Call for participants for an interdisciplinary workshop “On the Emergence of Consensus and Misunderstanding: Models and Experiments“. The workshop will be held at La Sapienza University in Rome, Italy, 24-25 of February, 2014.
Understanding the origins and evolution of consensus and misunderstanding is one of the most stimulating areas of research in cognitive and social sciences. This challenging question touches on all aspects of cognition and social interaction, calling for creative thinking and casting fundamental issues in cognitive science in a new light.
This workshop aims to highlight issues surrounding consensus and misunderstanding by showcasing two core lines of research: theoretical modeling and experiments. Modelling is a crucial tool in the investigation of how consensus and dominant norms emerge in societies, or rather, how fragmentation and misunderstanding phenomena occur. This is relevant for the dynamics of language, opinions and other cultural traits, and the processes of individual and collective decision making. From the level of the single individual, to pairs in interaction, to populations of heterogeneous agents, formal models are ubiquitously used to make systematic observations, uncover regularities, advance hypotheses, and test their predictions. However, while such “bare-bones” models can illuminate the skeletal dynamics at work, it is becoming more and more urgent to parallel computational investigations with carefully devised social experiments. Such experiments must aim to investigate specific aspects of how individuals make decisions and how these decisions affect large-scale dynamics at the population level. Increasingly, the opportunity to run large-scale web-based experiments makes the collection of data regarding actual social behaviour more feasible.

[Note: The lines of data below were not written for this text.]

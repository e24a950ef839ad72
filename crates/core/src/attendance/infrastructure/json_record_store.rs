//! Record store backed by a single pretty-printed JSON array.
//!
//! Every write takes an exclusive lock on a sidecar `<file>.lock`, re-reads
//! the table from disk, adds the absent rows and replaces the file via a
//! temp file and rename. Readers never lock: a rename is atomic, so they
//! see either the old table or the new one. Handles in other threads or
//! processes therefore never overwrite each other's records.

use std::collections::BTreeMap;
use std::fs::{self, File, OpenOptions};
use std::path::{Path, PathBuf};

use chrono::Utc;
use fs4::fs_std::FileExt;

use crate::attendance::domain::record_store::{NewRecord, PersistedRecord, RecordKey, RecordStore};
use crate::error::AttendanceError;
use crate::shared::BoxError;

type Table = BTreeMap<RecordKey, PersistedRecord>;

pub struct JsonRecordStore {
    path: PathBuf,
}

impl JsonRecordStore {
    /// Opens `path`. A missing file is an empty store; an unreadable or
    /// malformed one is rejected here rather than on first write.
    pub fn open(path: &Path) -> Result<Self, AttendanceError> {
        let table = load_table(path)
            .map_err(|e| AttendanceError::Store(format!("{}: {e}", path.display())))?;
        log::debug!("Opened record store {} ({} records)", path.display(), table.len());
        Ok(Self {
            path: path.to_path_buf(),
        })
    }

    pub fn path(&self) -> &Path {
        &self.path
    }

    fn lock_path(&self) -> PathBuf {
        self.path.with_extension("json.lock")
    }

    /// Blocks until this handle holds the writer lock. The lock is released
    /// when the returned file is dropped.
    fn lock_exclusive(&self) -> Result<File, BoxError> {
        if let Some(parent) = self.path.parent().filter(|p| !p.as_os_str().is_empty()) {
            fs::create_dir_all(parent)?;
        }
        let file = OpenOptions::new()
            .create(true)
            .truncate(false)
            .write(true)
            .open(self.lock_path())?;
        FileExt::lock_exclusive(&file)?;
        Ok(file)
    }

    fn persist(&self, table: &Table) -> Result<(), BoxError> {
        let rows: Vec<&PersistedRecord> = table.values().collect();
        let json = serde_json::to_string_pretty(&rows)?;

        let temp_path = self.path.with_extension("json.tmp");
        fs::write(&temp_path, json)?;
        if let Err(e) = fs::rename(&temp_path, &self.path) {
            let _ = fs::remove_file(&temp_path);
            return Err(e.into());
        }
        Ok(())
    }

    /// Inserts the records whose keys are absent from the current file and
    /// flushes once, all under the writer lock. Nothing is committed if the
    /// flush fails.
    fn insert_absent(&self, records: Vec<NewRecord>) -> Result<Vec<PersistedRecord>, BoxError> {
        let _guard = self.lock_exclusive()?;
        let mut table = load_table(&self.path)?;
        let now = Utc::now();
        let mut inserted = Vec::new();
        for record in records {
            if table.contains_key(&record.key) {
                continue;
            }
            let key = record.key.clone();
            let stored = PersistedRecord::from_new(record, now);
            table.insert(key, stored.clone());
            inserted.push(stored);
        }
        if !inserted.is_empty() {
            self.persist(&table)?;
        }
        Ok(inserted)
    }
}

fn load_table(path: &Path) -> Result<Table, BoxError> {
    if !path.exists() {
        return Ok(Table::new());
    }
    let json = fs::read_to_string(path)?;
    Ok(parse_table(&json)?)
}

fn parse_table(json: &str) -> Result<Table, serde_json::Error> {
    if json.trim().is_empty() {
        return Ok(Table::new());
    }
    let rows: Vec<PersistedRecord> = serde_json::from_str(json)?;
    let mut table = Table::new();
    for row in rows {
        table.entry(row.key()).or_insert(row);
    }
    Ok(table)
}

impl RecordStore for JsonRecordStore {
    fn exists(&self, key: &RecordKey) -> Result<bool, BoxError> {
        Ok(load_table(&self.path)?.contains_key(key))
    }

    fn create(&self, record: NewRecord) -> Result<Option<PersistedRecord>, BoxError> {
        Ok(self.insert_absent(vec![record])?.pop())
    }

    fn create_all(&self, records: Vec<NewRecord>) -> Result<usize, BoxError> {
        Ok(self.insert_absent(records)?.len())
    }

    fn records(&self) -> Result<Vec<PersistedRecord>, BoxError> {
        Ok(load_table(&self.path)?.into_values().collect())
    }
}

#[cfg(test)]
mod tests {
    use super::*;
    use crate::shared::emotion::{EmotionDistribution, EmotionLabel};
    use tempfile::TempDir;

    fn new_record(identity: &str, class_id: i64, frame_id: u64) -> NewRecord {
        NewRecord {
            key: RecordKey {
                identity: identity.into(),
                class_id,
                frame_id,
            },
            emotion: EmotionDistribution::from_scores([(EmotionLabel::Sad, 42.0)]),
        }
    }

    #[test]
    fn test_missing_file_opens_empty() {
        let tmp = TempDir::new().unwrap();
        let store = JsonRecordStore::open(&tmp.path().join("records.json")).unwrap();
        assert!(store.records().unwrap().is_empty());
        assert!(!store.path().exists());
    }

    #[test]
    fn test_records_survive_reopen() {
        let tmp = TempDir::new().unwrap();
        let path = tmp.path().join("nested").join("records.json");
        {
            let store = JsonRecordStore::open(&path).unwrap();
            assert_eq!(
                store
                    .create_all(vec![new_record("alice", 101, 0), new_record("alice", 101, 5)])
                    .unwrap(),
                2
            );
        }

        let reopened = JsonRecordStore::open(&path).unwrap();
        let records = reopened.records().unwrap();
        assert_eq!(records.len(), 2);
        assert_eq!(records[0].frame_id, 0);
        assert_eq!(records[1].emotion.get(EmotionLabel::Sad), 42.0);
        assert!(reopened.exists(&new_record("alice", 101, 5).key).unwrap());
        assert!(!path.with_extension("json.tmp").exists());
    }

    #[test]
    fn test_duplicates_across_runs_are_skipped() {
        let tmp = TempDir::new().unwrap();
        let path = tmp.path().join("records.json");
        JsonRecordStore::open(&path)
            .unwrap()
            .create(new_record("alice", 101, 0))
            .unwrap();

        let store = JsonRecordStore::open(&path).unwrap();
        assert!(store.create(new_record("alice", 101, 0)).unwrap().is_none());
        assert_eq!(store.create_all(vec![new_record("alice", 101, 0)]).unwrap(), 0);
        assert_eq!(store.records().unwrap().len(), 1);
    }

    #[test]
    fn test_file_uses_reporting_schema() {
        let tmp = TempDir::new().unwrap();
        let path = tmp.path().join("records.json");
        let store = JsonRecordStore::open(&path).unwrap();
        store.create(new_record("carol", 7, 3)).unwrap();

        let json: serde_json::Value =
            serde_json::from_str(&fs::read_to_string(&path).unwrap()).unwrap();
        let row = &json.as_array().unwrap()[0];
        assert_eq!(row["studentID"], "carol");
        assert_eq!(row["ClassID"], 7);
        assert_eq!(row["FramID"], 3);
        assert!(row["created_at"].is_string());
    }

    #[test]
    fn test_corrupt_file_is_a_store_error() {
        let tmp = TempDir::new().unwrap();
        let path = tmp.path().join("records.json");
        fs::write(&path, b"{ not json").unwrap();
        assert!(matches!(
            JsonRecordStore::open(&path),
            Err(AttendanceError::Store(_))
        ));
    }

    #[test]
    fn test_failed_flush_commits_nothing() {
        let tmp = TempDir::new().unwrap();
        let path = tmp.path().join("records.json");
        let store = JsonRecordStore::open(&path).unwrap();
        store.create(new_record("carol", 1, 0)).unwrap();

        // Leaving the temp path occupied by a directory makes the flush fail.
        fs::create_dir(path.with_extension("json.tmp")).unwrap();
        assert!(store.create(new_record("dave", 1, 0)).is_err());
        fs::remove_dir(path.with_extension("json.tmp")).unwrap();

        assert!(!store.exists(&new_record("dave", 1, 0).key).unwrap());
        assert_eq!(store.records().unwrap().len(), 1);
        assert!(store.create(new_record("dave", 1, 0)).unwrap().is_some());
    }

    #[test]
    fn test_handles_on_one_file_keep_each_others_records() {
        let tmp = TempDir::new().unwrap();
        let path = tmp.path().join("records.json");
        let first = JsonRecordStore::open(&path).unwrap();
        let second = JsonRecordStore::open(&path).unwrap();

        assert_eq!(first.create_all(vec![new_record("alice", 101, 0)]).unwrap(), 1);
        assert_eq!(second.create_all(vec![new_record("bob", 101, 0)]).unwrap(), 1);
        assert_eq!(second.create_all(vec![new_record("alice", 101, 0)]).unwrap(), 0);
        assert!(second.exists(&new_record("alice", 101, 0).key).unwrap());

        let ids: Vec<String> = JsonRecordStore::open(&path)
            .unwrap()
            .records()
            .unwrap()
            .into_iter()
            .map(|r| r.identity)
            .collect();
        assert_eq!(ids, vec!["alice", "bob"]);
    }

    #[test]
    fn test_concurrent_handles_create_each_key_once() {
        let tmp = TempDir::new().unwrap();
        let path = tmp.path().join("records.json");

        let created: usize = std::thread::scope(|s| {
            let workers: Vec<_> = (0..4)
                .map(|_| {
                    let path = path.clone();
                    s.spawn(move || {
                        let store = JsonRecordStore::open(&path).unwrap();
                        (0..10)
                            .map(|frame| {
                                store.create_all(vec![new_record("erin", 3, frame)]).unwrap()
                            })
                            .sum::<usize>()
                    })
                })
                .collect();
            workers.into_iter().map(|w| w.join().unwrap()).sum()
        });

        assert_eq!(created, 10);
        let store = JsonRecordStore::open(&path).unwrap();
        assert_eq!(store.records().unwrap().len(), 10);
    }
}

This workshop will focus around talks and discussion featuring ongoing empirical work relevant to emergent consensus and misunderstanding, from both modeling and experimental approaches. Bringing together perspectives from psychology, physics, linguistics, and philosophy, the workshop will provide an interdisciplinary approach catered to the nature of the broad phenomena of consensus and misunderstanding.
If you are interested in presenting a poster or talk at the workshop, go to the registration page and provide a short abstract in the “Abstract” field. You will receive information regarding your presentation (i.e., poster or talk) by January 5, 2014.